• **Collected data**:
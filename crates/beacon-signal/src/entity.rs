//! Capability checks.
//!
//! Each public entity declares its [`EntityKind`] through [`Entity`]. Checks
//! discriminate on the concrete type, never on which methods happen to exist.

use std::any::Any;

use beacon_core::EntityKind;

use crate::client::ClientSignal;
use crate::connection::Connection;
use crate::network::{NetworkClient, NetworkServer};
use crate::server::Signal;

/// A public entity with a fixed capability set.
pub trait Entity: Any {
    /// Capability set this type implements.
    const KIND: EntityKind;

    /// Capability set of this value.
    fn kind(&self) -> EntityKind {
        Self::KIND
    }
}

/// Whether `value` is a `T`.
#[must_use]
pub fn is_a<T: Entity>(value: &dyn Any) -> bool {
    value.is::<T>()
}

/// Kind of `value`, if it is one of the public entities.
#[must_use]
pub fn kind_of(value: &dyn Any) -> Option<EntityKind> {
    if value.is::<Signal>() {
        Some(Signal::KIND)
    } else if value.is::<ClientSignal>() {
        Some(ClientSignal::KIND)
    } else if value.is::<Connection>() {
        Some(Connection::KIND)
    } else if value.is::<NetworkServer>() {
        Some(NetworkServer::KIND)
    } else if value.is::<NetworkClient>() {
        Some(NetworkClient::KIND)
    } else {
        None
    }
}
//! Argument tuples carried by signal dispatches.
//!
//! A dispatch carries an ordered tuple of JSON values. The core never looks
//! inside the values; only the transport imposes size and count limits.

use std::ops::Deref;

use serde::{Deserialize, Serialize};
use serde_json::Value;

/// Ordered argument tuple of a single dispatch.
#[derive(Clone, Debug, Default, PartialEq, Serialize, Deserialize)]
#[serde(transparent)]
pub struct Args(Vec<Value>);

impl Args {
    /// Empty tuple.
    #[must_use]
    pub fn new() -> Self {
        Self(Vec::new())
    }

    /// Wrap an existing vector of values.
    #[must_use]
    pub fn from_vec(values: Vec<Value>) -> Self {
        Self(values)
    }

    /// Append a value.
    pub fn push(&mut self, value: impl Into<Value>) {
        self.0.push(value.into());
    }

    /// First argument, if any.
    #[must_use]
    pub fn first(&self) -> Option<&Value> {
        self.0.first()
    }

    /// First argument as a string slice, if it is a string.
    #[must_use]
    pub fn first_str(&self) -> Option<&str> {
        self.first().and_then(Value::as_str)
    }

    /// Consume the tuple and return the inner vector.
    #[must_use]
    pub fn into_inner(self) -> Vec<Value> {
        self.0
    }
}

impl Deref for Args {
    type Target = [Value];

    fn deref(&self) -> &[Value] {
        &self.0
    }
}

impl From<Vec<Value>> for Args {
    fn from(values: Vec<Value>) -> Self {
        Self(values)
    }
}

impl FromIterator<Value> for Args {
    fn from_iter<I: IntoIterator<Item = Value>>(iter: I) -> Self {
        Self(iter.into_iter().collect())
    }
}

impl IntoIterator for Args {
    type Item = Value;
    type IntoIter = std::vec::IntoIter<Value>;

    fn into_iter(self) -> Self::IntoIter {
        self.0.into_iter()
    }
}

impl<'a> IntoIterator for &'a Args {
    type Item = &'a Value;
    type IntoIter = std::slice::Iter<'a, Value>;

    fn into_iter(self) -> Self::IntoIter {
        self.0.iter()
    }
}

/// Build an [`Args`] tuple from JSON-like expressions.
///
/// ```ignore
/// let args = args!["ok", 1, {"nested": true}];
/// assert_eq!(args.len(), 3);
/// ```
#[macro_export]
macro_rules! args {
    () => {
        $crate::args::Args::new()
    };
    ($($value:tt),+ $(,)?) => {
        $crate::args::Args::from_vec(vec![$($crate::__serde_json::json!($value)),+])
    };
}

#[cfg(test)]
mod tests {
    use super::*;
    use serde_json::json;

    #[test]
    fn empty_macro_builds_empty_tuple() {
        let args = crate::args![];
        assert!(args.is_empty());
    }

    #[test]
    fn macro_preserves_order_and_types() {
        let args = crate::args!["ok", 1, true, null];
        assert_eq!(args.len(), 4);
        assert_eq!(args[0], json!("ok"));
        assert_eq!(args[1], json!(1));
        assert_eq!(args[2], json!(true));
        assert!(args[3].is_null());
    }

    #[test]
    fn macro_accepts_nested_json() {
        let args = crate::args![{"hp": 10}, [1, 2]];
        assert_eq!(args[0]["hp"], 10);
        assert_eq!(args[1], json!([1, 2]));
    }

    #[test]
    fn first_str_only_for_strings() {
        assert_eq!(crate::args!["blocked", 1].first_str(), Some("blocked"));
        assert_eq!(crate::args![1].first_str(), None);
        assert_eq!(Args::new().first_str(), None);
    }

    #[test]
    fn push_and_collect() {
        let mut args = Args::new();
        args.push("a");
        args.push(2);
        let collected: Args = args.clone().into_iter().collect();
        assert_eq!(collected, args);
        assert_eq!(args.into_inner(), vec![json!("a"), json!(2)]);
    }

    #[test]
    fn serializes_as_plain_array() {
        let args = crate::args!["x", 3];
        let json = serde_json::to_string(&args).unwrap();
        assert_eq!(json, r#"["x",3]"#);
        let back: Args = serde_json::from_str(&json).unwrap();
        assert_eq!(back, args);
    }
}
//! # beacon-settings
//!
//! Configuration management with layered sources for beacon remote signals.
//!
//! Settings are loaded from three layers (in priority order):
//! 1. **Compiled defaults**: [`BeaconSettings::default()`]
//! 2. **User file**: `~/.beacon/settings.json` (deep-merged over defaults)
//! 3. **Environment variables**: `BEACON_*` overrides (highest priority)
//!
//! # Usage
//!
//! ```no_run
//! use beacon_settings::get_settings;
//!
//! let settings = get_settings();
//! println!("discovery timeout: {}ms", settings.discovery.timeout_ms);
//! ```

#![deny(unsafe_code)]

pub mod errors;
pub mod loader;
pub mod types;

pub use errors::{Result, SettingsError};
pub use loader::{deep_merge, load_settings, load_settings_from_path, settings_path};
pub use types::*;

use std::sync::OnceLock;

/// Global settings singleton.
static SETTINGS: OnceLock<BeaconSettings> = OnceLock::new();

/// Get the global settings instance.
///
/// On first call, loads settings from `~/.beacon/settings.json` with env var
/// overrides. On subsequent calls, returns the cached value. If loading
/// fails, returns compiled defaults.
pub fn get_settings() -> &'static BeaconSettings {
    SETTINGS.get_or_init(|| {
        load_settings().unwrap_or_else(|e| {
            tracing::warn!(error = %e, "failed to load settings, using defaults");
            BeaconSettings::default()
        })
    })
}

/// Initialize the global settings with a specific value.
///
/// Returns `Err(settings)` if the global was already initialized.
#[allow(clippy::result_large_err)]
pub fn init_settings(settings: BeaconSettings) -> std::result::Result<(), BeaconSettings> {
    SETTINGS.set(settings)
}

// ─────────────────────────────────────────────────────────────────────────────
// Tests
// ─────────────────────────────────────────────────────────────────────────────
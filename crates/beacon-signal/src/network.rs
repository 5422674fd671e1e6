//! Networks: named bundles of values, methods and signals.
//!
//! A [`NetworkServer`] collects entries under string keys and then
//! dispatches them as a whole into a parent [`Scope`]. Its signals live in
//! the child scope named after the network. A [`NetworkClient`] resolves the
//! published [`Manifest`], binds a [`ClientSignal`] for every signal, and
//! calls methods with request/reply packets.

use std::any::Any;
use std::collections::BTreeMap;
use std::sync::atomic::{AtomicBool, Ordering};
use std::sync::{Arc, Weak};
use std::time::Duration;

use beacon_core::{Args, EntityKind, PeerId, Result, SignalError};
use parking_lot::Mutex;
use serde::{Deserialize, Serialize};
use serde_json::Value;
use tracing::{debug, trace, warn};

use crate::client::{ClientSignal, SignalClient};
use crate::discovery::{Published, Scope};
use crate::entity::{Entity, is_a};
use crate::isolate::isolate;
use crate::server::{MethodHost, Signal, SignalServer};
use crate::transport::ReplyOutcome;

/// What a dispatched network publishes.
#[derive(Debug, Clone, Default, PartialEq, Serialize, Deserialize)]
#[serde(rename_all = "camelCase", default)]
pub struct Manifest {
    /// Replicated constants.
    pub values: BTreeMap<String, Value>,
    /// Callable method names, sorted.
    pub methods: Vec<String>,
    /// Signal key to route.
    pub signals: BTreeMap<String, String>,
}

/// Server-side handler for a network method.
pub type MethodHandler =
    Arc<dyn Fn(&PeerId, Args) -> std::result::Result<Args, String> + Send + Sync>;

#[derive(Default)]
struct NetworkState {
    values: BTreeMap<String, Value>,
    methods: BTreeMap<String, MethodHandler>,
    signals: BTreeMap<String, Signal>,
    dispatched: bool,
}

impl NetworkState {
    fn has_key(&self, key: &str) -> bool {
        self.values.contains_key(key)
            || self.methods.contains_key(key)
            || self.signals.contains_key(key)
    }

    fn manifest(&self) -> Manifest {
        Manifest {
            values: self.values.clone(),
            methods: self.methods.keys().cloned().collect(),
            signals: self
                .signals
                .iter()
                .map(|(key, signal)| (key.clone(), signal.route().to_string()))
                .collect(),
        }
    }
}

struct NetworkShared {
    name: String,
    route: String,
    scope: Scope,
    members: Scope,
    server: SignalServer,
    state: Mutex<NetworkState>,
    destroyed: AtomicBool,
}

impl NetworkShared {
    fn shutdown(&self) -> bool {
        if self.destroyed.swap(true, Ordering::AcqRel) {
            return false;
        }
        let (signals, dispatched) = {
            let mut state = self.state.lock();
            state.methods.clear();
            (std::mem::take(&mut state.signals), state.dispatched)
        };
        for signal in signals.values() {
            signal.destroy();
        }
        // Never dispatched means the name and route may belong to someone else.
        if dispatched {
            let _ = self.server.unregister(&self.route, std::ptr::from_ref(self).cast());
            let _ = self.scope.unpublish(&self.name, &self.route);
        }
        debug!(route = %self.route, signals = signals.len(), dispatched, "network destroyed");
        true
    }
}

impl MethodHost for NetworkShared {
    fn invoke(&self, peer: &PeerId, method: &str, args: Args) -> ReplyOutcome {
        if self.destroyed.load(Ordering::Acquire) {
            return ReplyOutcome::Err {
                message: format!("network '{}' is destroyed", self.name),
            };
        }
        let handler = self.state.lock().methods.get(method).cloned();
        let Some(handler) = handler else {
            debug!(route = %self.route, %peer, method, "unknown method");
            return ReplyOutcome::Err {
                message: format!("unknown method '{method}'"),
            };
        };
        match isolate(|| handler(peer, args)) {
            Ok(Ok(args)) => {
                trace!(route = %self.route, %peer, method, "method returned");
                ReplyOutcome::Ok { args }
            }
            Ok(Err(message)) => ReplyOutcome::Err { message },
            Err(panic) => {
                warn!(route = %self.route, %peer, method, panic = %panic, "method handler panicked");
                ReplyOutcome::Err {
                    message: format!("method panicked: {panic}"),
                }
            }
        }
    }
}

impl Drop for NetworkShared {
    fn drop(&mut self) {
        let _ = self.shutdown();
    }
}

/// Server half of a network.
///
/// Cheap to clone; clones refer to the same network.
#[derive(Clone)]
pub struct NetworkServer {
    shared: Arc<NetworkShared>,
}

impl NetworkServer {
    /// Create an empty network that will be published as `name` in `scope`.
    ///
    /// Fails with [`SignalError::InvalidName`] if `name` is empty or
    /// contains `/`.
    pub fn new(server: &SignalServer, name: impl Into<String>, scope: &Scope) -> Result<Self> {
        let name = name.into();
        let route = scope.route_for(&name);
        let members = scope.child(&name)?;
        debug!(route = %route, "network created");
        Ok(Self {
            shared: Arc::new(NetworkShared {
                name,
                route,
                scope: scope.clone(),
                members,
                server: server.clone(),
                state: Mutex::new(NetworkState::default()),
                destroyed: AtomicBool::new(false),
            }),
        })
    }

    /// Network name.
    #[must_use]
    pub fn name(&self) -> &str {
        &self.shared.name
    }

    /// Route clients address method calls to.
    #[must_use]
    pub fn route(&self) -> &str {
        &self.shared.route
    }

    /// Whether [`dispatch`](Self::dispatch) has succeeded.
    #[must_use]
    pub fn is_dispatched(&self) -> bool {
        self.shared.state.lock().dispatched
    }

    /// Whether [`destroy`](Self::destroy) has been called.
    #[must_use]
    pub fn is_destroyed(&self) -> bool {
        self.shared.destroyed.load(Ordering::Acquire)
    }

    /// Add a constant replicated to every client.
    pub fn append_value(&self, key: &str, value: impl Into<Value>) -> Result<()> {
        let mut state = self.shared.state.lock();
        self.check_append(&state, key)?;
        let _ = state.values.insert(key.to_string(), value.into());
        trace!(route = %self.shared.route, key, "value appended");
        Ok(())
    }

    /// Add a method clients can call with [`NetworkClient::invoke`].
    pub fn append_method<F>(&self, key: &str, handler: F) -> Result<()>
    where
        F: Fn(&PeerId, Args) -> std::result::Result<Args, String> + Send + Sync + 'static,
    {
        let mut state = self.shared.state.lock();
        self.check_append(&state, key)?;
        let _ = state.methods.insert(key.to_string(), Arc::new(handler));
        trace!(route = %self.shared.route, key, "method appended");
        Ok(())
    }

    /// Add a signal, published as `key` in the network's own scope.
    pub fn append_signal(&self, key: &str) -> Result<Signal> {
        let mut state = self.shared.state.lock();
        self.check_append(&state, key)?;
        let signal = Signal::new(&self.shared.server, key, &self.shared.members)?;
        let _ = state.signals.insert(key.to_string(), signal.clone());
        Ok(signal)
    }

    /// Signal appended under `key`.
    #[must_use]
    pub fn signal(&self, key: &str) -> Option<Signal> {
        self.shared.state.lock().signals.get(key).cloned()
    }

    /// Publish the manifest and start answering method calls. After this
    /// the network is sealed.
    pub fn dispatch(&self) -> Result<()> {
        let shared = &self.shared;
        let mut state = shared.state.lock();
        self.ensure_live()?;
        if state.dispatched {
            return Err(SignalError::AlreadyDispatched {
                name: shared.name.clone(),
            });
        }
        let manifest = state.manifest();
        shared
            .scope
            .publish(&shared.name, Published::network(shared.route.clone(), manifest))?;
        let weak: Weak<NetworkShared> = Arc::downgrade(shared);
        let host: Weak<dyn MethodHost> = weak;
        if let Err(e) = shared.server.register_methods(&shared.route, host) {
            let _ = shared.scope.unpublish(&shared.name, &shared.route);
            return Err(e);
        }
        state.dispatched = true;
        debug!(
            route = %shared.route,
            values = state.values.len(),
            methods = state.methods.len(),
            signals = state.signals.len(),
            "network dispatched"
        );
        Ok(())
    }

    /// Unpublish, destroy appended signals, and reject later calls.
    /// Idempotent.
    pub fn destroy(&self) {
        let _ = self.shared.shutdown();
    }

    /// Whether `value` is a [`NetworkServer`].
    #[must_use]
    pub fn is_a(value: &dyn Any) -> bool {
        is_a::<Self>(value)
    }

    fn ensure_live(&self) -> Result<()> {
        if self.is_destroyed() {
            return Err(SignalError::disposed(EntityKind::NetworkServer));
        }
        Ok(())
    }

    fn check_append(&self, state: &NetworkState, key: &str) -> Result<()> {
        self.ensure_live()?;
        if state.dispatched {
            return Err(SignalError::AlreadyDispatched {
                name: self.shared.name.clone(),
            });
        }
        if state.has_key(key) {
            return Err(SignalError::DuplicateName {
                name: key.to_string(),
                scope: self.shared.members.path().to_string(),
            });
        }
        Ok(())
    }
}

impl Entity for NetworkServer {
    const KIND: EntityKind = EntityKind::NetworkServer;
}

impl std::fmt::Debug for NetworkServer {
    fn fmt(&self, f: &mut std::fmt::Formatter<'_>) -> std::fmt::Result {
        f.debug_struct("NetworkServer")
            .field("route", &self.shared.route)
            .field("dispatched", &self.is_dispatched())
            .field("destroyed", &self.is_destroyed())
            .finish()
    }
}

struct NetworkClientShared {
    name: String,
    route: String,
    client: SignalClient,
    manifest: Manifest,
    signals: BTreeMap<String, ClientSignal>,
    destroyed: AtomicBool,
}

/// Client half of a network.
///
/// Cheap to clone; clones refer to the same binding.
#[derive(Clone)]
pub struct NetworkClient {
    shared: Arc<NetworkClientShared>,
}

impl NetworkClient {
    /// Resolve the network `name` in `scope`, waiting up to the client's
    /// discovery timeout for it to be dispatched.
    pub async fn from_parent(client: &SignalClient, name: &str, scope: &Scope) -> Result<Self> {
        Self::from_parent_timeout(client, name, scope, client.options().discovery_timeout).await
    }

    /// Resolve the network `name` in `scope`, waiting up to `timeout`.
    pub async fn from_parent_timeout(
        client: &SignalClient,
        name: &str,
        scope: &Scope,
        timeout: Duration,
    ) -> Result<Self> {
        let entry = scope.wait_for(name, timeout).await?;
        Self::bind(client, name, scope, entry)
    }

    /// Resolve the network `name` in `scope` without waiting.
    pub fn expect(client: &SignalClient, name: &str, scope: &Scope) -> Result<Self> {
        let entry = scope.resolve(name).ok_or_else(|| SignalError::NotFound {
            name: name.to_string(),
            scope: scope.path().to_string(),
        })?;
        Self::bind(client, name, scope, entry)
    }

    fn bind(client: &SignalClient, name: &str, scope: &Scope, entry: Published) -> Result<Self> {
        let Published {
            route,
            kind,
            manifest,
        } = entry;
        if kind != EntityKind::NetworkServer {
            return Err(SignalError::KindMismatch {
                name: name.to_string(),
                expected: EntityKind::NetworkServer,
                found: kind,
            });
        }
        let manifest = manifest.unwrap_or_default();
        let members = scope.child(name)?;
        let signals = manifest
            .signals
            .keys()
            .map(|key| Ok((key.clone(), ClientSignal::expect(client, key, &members)?)))
            .collect::<Result<BTreeMap<_, _>>>()?;
        debug!(route = %route, signals = signals.len(), "network bound");
        Ok(Self {
            shared: Arc::new(NetworkClientShared {
                name: name.to_string(),
                route,
                client: client.clone(),
                manifest,
                signals,
                destroyed: AtomicBool::new(false),
            }),
        })
    }

    /// Network name.
    #[must_use]
    pub fn name(&self) -> &str {
        &self.shared.name
    }

    /// Route method calls are addressed to.
    #[must_use]
    pub fn route(&self) -> &str {
        &self.shared.route
    }

    /// Everything the server published.
    #[must_use]
    pub fn manifest(&self) -> &Manifest {
        &self.shared.manifest
    }

    /// Constant appended under `key`.
    #[must_use]
    pub fn value(&self, key: &str) -> Option<&Value> {
        self.shared.manifest.values.get(key)
    }

    /// Bound client signal for the signal appended under `key`.
    #[must_use]
    pub fn signal(&self, key: &str) -> Option<&ClientSignal> {
        self.shared.signals.get(key)
    }

    /// Names of callable methods.
    #[must_use]
    pub fn methods(&self) -> &[String] {
        &self.shared.manifest.methods
    }

    /// Whether [`destroy`](Self::destroy) has been called.
    #[must_use]
    pub fn is_destroyed(&self) -> bool {
        self.shared.destroyed.load(Ordering::Acquire)
    }

    /// Call `method` on the server and wait for its result.
    ///
    /// Fails with [`SignalError::Remote`] if the handler fails or the method
    /// does not exist, and with [`SignalError::CallTimeout`] if no reply
    /// arrives in time.
    pub async fn invoke(&self, method: &str, args: Args) -> Result<Args> {
        if self.is_destroyed() {
            return Err(SignalError::disposed(EntityKind::NetworkClient));
        }
        self.shared
            .client
            .invoke(&self.shared.route, method, args)
            .await
    }

    /// Destroy every bound client signal and reject later calls. Idempotent.
    pub fn destroy(&self) {
        if self.shared.destroyed.swap(true, Ordering::AcqRel) {
            return;
        }
        for signal in self.shared.signals.values() {
            signal.destroy();
        }
        debug!(route = %self.shared.route, "network client destroyed");
    }

    /// Whether `value` is a [`NetworkClient`].
    #[must_use]
    pub fn is_a(value: &dyn Any) -> bool {
        is_a::<Self>(value)
    }
}

impl Entity for NetworkClient {
    const KIND: EntityKind = EntityKind::NetworkClient;
}

impl std::fmt::Debug for NetworkClient {
    fn fmt(&self, f: &mut std::fmt::Formatter<'_>) -> std::fmt::Result {
        f.debug_struct("NetworkClient")
            .field("route", &self.shared.route)
            .field("manifest", &self.shared.manifest)
            .field("destroyed", &self.is_destroyed())
            .finish()
    }
}
impl SignalClient {
    /// Take over `transport` with options from the global settings.
    #[must_use]
    pub fn new(transport: Arc<dyn ClientTransport>) -> Self {
        Self::with_options(transport, ClientOptions::from_settings(get_settings()))
    }

    /// Take over `transport` with explicit options.
    #[must_use]
    pub fn with_options(transport: Arc<dyn ClientTransport>, options: ClientOptions) -> Self {
        let inner = Arc::new(ClientInner {
            transport,
            options,
            routes: RwLock::new(HashMap::new()),
            calls: Mutex::new(PendingCalls::default()),
        });
        let weak = Arc::downgrade(&inner);
        inner.transport.on_receive(Arc::new(move |incoming: Incoming| {
            if let Some(inner) = weak.upgrade() {
                inner.receive(incoming);
            }
        }));
        debug!(peer = %inner.transport.local_peer(), "signal client started");
        Self { inner }
    }

    /// Identity of this client as the server sees it.
    #[must_use]
    pub fn peer_id(&self) -> &PeerId {
        self.inner.transport.local_peer()
    }

    /// Timeouts in effect.
    #[must_use]
    pub fn options(&self) -> &ClientOptions {
        &self.inner.options
    }

    fn register(&self, route: &str, signal: Weak<ClientSignalShared>) {
        let mut routes = self.inner.routes.write();
        let bound = routes.entry(route.to_string()).or_default();
        bound.retain(|w| w.strong_count() > 0);
        bound.push(signal);
    }

    fn unregister(&self, route: &str, signal: *const ClientSignalShared) {
        let mut routes = self.inner.routes.write();
        if let Some(bound) = routes.get_mut(route) {
            bound.retain(|w| w.strong_count() > 0 && !std::ptr::eq(w.as_ptr(), signal));
            if bound.is_empty() {
                let _ = routes.remove(route);
            }
        }
    }

    /// Call `method` on the network at `route` and wait for the reply.
    pub(crate) async fn invoke(&self, route: &str, method: &str, args: Args) -> Result<Args> {
        let (call_id, rx) = {
            let mut calls = self.inner.calls.lock();
            calls.next_id += 1;
            let call_id = calls.next_id;
            let (tx, rx) = oneshot::channel();
            let _ = calls.waiting.insert(call_id, tx);
            (call_id, rx)
        };
        // Removes the entry however this future ends, including when dropped.
        let _pending = PendingCall {
            calls: &self.inner.calls,
            call_id,
        };
        let packet = Packet::Invoke {
            route: route.to_string(),
            method: method.to_string(),
            call_id,
            args,
        };
        self.inner.transport.send(&packet)?;
        trace!(route, method, call_id, "invoked");

        let timeout = self.inner.options.call_timeout;
        match tokio::time::timeout(timeout, rx).await {
            Ok(Ok(ReplyOutcome::Ok { args })) => Ok(args),
            Ok(Ok(ReplyOutcome::Err { message })) => Err(SignalError::Remote {
                method: method.to_string(),
                message,
            }),
            Ok(Err(_)) => Err(SignalError::TransportClosed),
            Err(_) => {
                debug!(route, method, call_id, "call timed out");
                Err(SignalError::CallTimeout {
                    method: method.to_string(),
                    timeout_ms: millis(timeout),
                })
            }
        }
    }
}
//! Test utilities for capturing and asserting on tracing events.
//!
//! [`capture_logs`] installs a thread-local subscriber that records every
//! event in memory. Dispatch failures that are logged and suppressed are
//! verified through it.

use std::sync::{Arc, Mutex, MutexGuard, PoisonError};

use tracing::level_filters::LevelFilter;
use tracing::{Event, Level, Subscriber};
use tracing_subscriber::Layer;
use tracing_subscriber::layer::{Context, SubscriberExt};
use tracing_subscriber::registry::LookupSpan;
use tracing_subscriber::util::SubscriberInitExt;

/// A captured tracing event for assertion.
#[derive(Clone, Debug)]
pub struct CapturedEvent {
    /// The log level.
    pub level: Level,
    /// The target module.
    pub target: String,
    /// The formatted message.
    pub message: String,
    /// Field key-value pairs.
    pub fields: Vec<(String, String)>,
}

impl CapturedEvent {
    /// Value of a recorded field, if present.
    pub fn field(&self, name: &str) -> Option<&str> {
        self.fields
            .iter()
            .find(|(k, _)| k == name)
            .map(|(_, v)| v.as_str())
    }
}

/// Thread-safe store for captured events.
#[derive(Clone, Default)]
pub struct CapturedLogs {
    events: Arc<Mutex<Vec<CapturedEvent>>>,
}

impl CapturedLogs {
    fn lock(&self) -> MutexGuard<'_, Vec<CapturedEvent>> {
        self.events.lock().unwrap_or_else(PoisonError::into_inner)
    }

    /// Get all captured events.
    pub fn events(&self) -> Vec<CapturedEvent> {
        self.lock().clone()
    }

    /// Check if any event contains the given message substring.
    pub fn has_message(&self, message_contains: &str) -> bool {
        self.lock()
            .iter()
            .any(|e| e.message.contains(message_contains))
    }

    /// Check if any event at the given level contains the message substring.
    pub fn has_event(&self, level: Level, message_contains: &str) -> bool {
        self.lock()
            .iter()
            .any(|e| e.level == level && e.message.contains(message_contains))
    }

    /// Count events at a specific level.
    pub fn count_at_level(&self, level: Level) -> usize {
        self.lock().iter().filter(|e| e.level == level).count()
    }

    /// Events filtered by target module prefix.
    pub fn events_for_target(&self, target_prefix: &str) -> Vec<CapturedEvent> {
        self.lock()
            .iter()
            .filter(|e| e.target.starts_with(target_prefix))
            .cloned()
            .collect()
    }

    /// Clear all captured logs.
    pub fn clear(&self) {
        self.lock().clear();
    }
}

/// A tracing layer that captures events for testing.
struct CaptureLayer {
    logs: CapturedLogs,
}

/// Visitor that extracts the message and fields from an event.
struct FieldVisitor {
    message: String,
    fields: Vec<(String, String)>,
}

impl tracing::field::Visit for FieldVisitor {
    fn record_debug(&mut self, field: &tracing::field::Field, value: &dyn std::fmt::Debug) {
        let val = format!("{value:?}");
        if field.name() == "message" {
            self.message = val;
        } else {
            self.fields.push((field.name().to_owned(), val));
        }
    }

    fn record_str(&mut self, field: &tracing::field::Field, value: &str) {
        if field.name() == "message" {
            value.clone_into(&mut self.message);
        } else {
            self.fields.push((field.name().to_owned(), value.to_owned()));
        }
    }

    fn record_u64(&mut self, field: &tracing::field::Field, value: u64) {
        self.fields.push((field.name().to_owned(), value.to_string()));
    }

    fn record_i64(&mut self, field: &tracing::field::Field, value: i64) {
        self.fields.push((field.name().to_owned(), value.to_string()));
    }

    fn record_bool(&mut self, field: &tracing::field::Field, value: bool) {
        self.fields.push((field.name().to_owned(), value.to_string()));
    }
}

impl<S> Layer<S> for CaptureLayer
where
    S: Subscriber + for<'a> LookupSpan<'a>,
{
    fn on_event(&self, event: &Event<'_>, _ctx: Context<'_, S>) {
        let metadata = event.metadata();
        let mut visitor = FieldVisitor {
            message: String::new(),
            fields: Vec::new(),
        };
        event.record(&mut visitor);

        self.logs.lock().push(CapturedEvent {
            level: *metadata.level(),
            target: metadata.target().to_owned(),
            message: visitor.message,
            fields: visitor.fields,
        });
    }
}

/// Install a test subscriber that captures all events and returns a handle
/// to the captured logs.
///
/// Uses `set_default` so it only applies to the current thread. Pair it with
/// a current-thread runtime when the events come from spawned tasks.
///
/// The returned guard must be kept alive for the duration of the test.
pub fn capture_logs() -> (CapturedLogs, tracing::subscriber::DefaultGuard) {
    let logs = CapturedLogs::default();
    let layer = CaptureLayer { logs: logs.clone() };

    let subscriber = tracing_subscriber::registry()
        .with(layer)
        .with(LevelFilter::TRACE);

    let guard = subscriber.set_default();
    (logs, guard)
}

• **YOUR OBJECTIVE**:
State the number of lines above that hold the word "this", and say nothing else.

• **COMPLETED EXERCISE**:
5